Его поза-, поза-, позапрошлая подружка, из-за которой он на 2 месяца завис в готской тусовке, сейчас могла бы им гордится. Впрочем, Вадик, и в правду, был на грани того, чтобы засадить идиоту террористу пару раскаленных иголок под ногти. А потом, в припадке гуманности, обработать раны не доведенным до клинического применения, смертельно опасным еще стрептоцидом. А лучше всего актер играет ту роль, в которую он сам верит, и которая соответствует его внутреннему настрою.
К счастью, до игл не дошло — Яша оказался не «профессиональным боевиком», а профессиональным агитатором… Ну, если честно — почти не дошло. Клиент раскололся при первом касании его плоти раскаленным металлом, когда и самого Вадика уже почти стошнило. К счастью для них обоих, Яша принял гримасу сдерживаемой рвоты на его лице за оргазм палача-садиста и «запел». Вскоре Банщиков знал, что мерзавец напросился на это задание сам, чтобы лично свести счеты с сорвавшим его полугодовую работу в порту докторишкой, как только руководство ячейки приняло решение о его ликвидации. Это и объясняло топорность работы, обычно не свойственную боевой организации партии СР.
Спустя еще полчаса, Вадик уже записал на последней страничке лабораторной тетради все интересующие его подробности, включая адрес явочной квартиры и фамилии руководителей ячейки. Единственное, чего он по-прежнему не знал, это ОТКУДА поступил заказ на его ликвидацию. Но этого, увы, не знал и сам Бельгенский, сейчас скорчившийся в кресле, с лужей под ним (гуманность Вадика не распространялась на то, чтобы сводить поддонка в туалет), и с ужасом взирающий на спокойно курящего сигару и рассуждающего Вадика, ожидая выстрела в голову или укола с ядом в вену.
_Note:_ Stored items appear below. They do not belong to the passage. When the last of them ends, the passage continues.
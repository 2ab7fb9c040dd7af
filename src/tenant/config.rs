//! Immutable tenant-resolution configuration.

pub const DEFAULT_TENANT_HEADER: &str = "x-tenant-id";
pub const DEFAULT_TENANT_ID: &str = "default";

/// Resolved once at startup and injected into the resolver and middleware.
/// Business logic never reaches into the environment.
#[derive(Debug, Clone)]
pub struct TenantConfig {
    multi_tenant: bool,
    header_name: String,
    default_tenant_id: String,
}

impl TenantConfig {
    #[must_use]
    pub fn new(multi_tenant: bool, header_name: &str, default_tenant_id: &str) -> Self {
        Self {
            multi_tenant,
            // Header names are case-insensitive on the wire; store the
            // canonical lowercase form.
            header_name: header_name.to_ascii_lowercase(),
            default_tenant_id: default_tenant_id.to_string(),
        }
    }

    /// Whether requests may select a tenant at all. When `false`, every
    /// request resolves to the default tenant regardless of its contents.
    #[must_use]
    pub fn multi_tenant(&self) -> bool {
        self.multi_tenant
    }

    #[must_use]
    pub fn header_name(&self) -> &str {
        &self.header_name
    }

    #[must_use]
    pub fn default_tenant_id(&self) -> &str {
        &self.default_tenant_id
    }
}

impl Default for TenantConfig {
    fn default() -> Self {
        Self::new(true, DEFAULT_TENANT_HEADER, DEFAULT_TENANT_ID)
    }
}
Светская беседа, отягощенная пытками, была прервана лихорадочным стуком в дверь.
— Ребята, ну, я же русским матерным языком сказал — никого не впускать! Даже Государя Императора! Если кто из полиции — посылайте их к главному полицмейстеру, — раздраженно вскинулся Вадик, на самом деле обрадованный тем, что его прервали. Первоначальный запал был весь растрачен на «беседу» с Яковом. Пристрелить его рука не поднималась, но и отпускать его пока было нельзя, а передавать дело законным властям — преждевременно.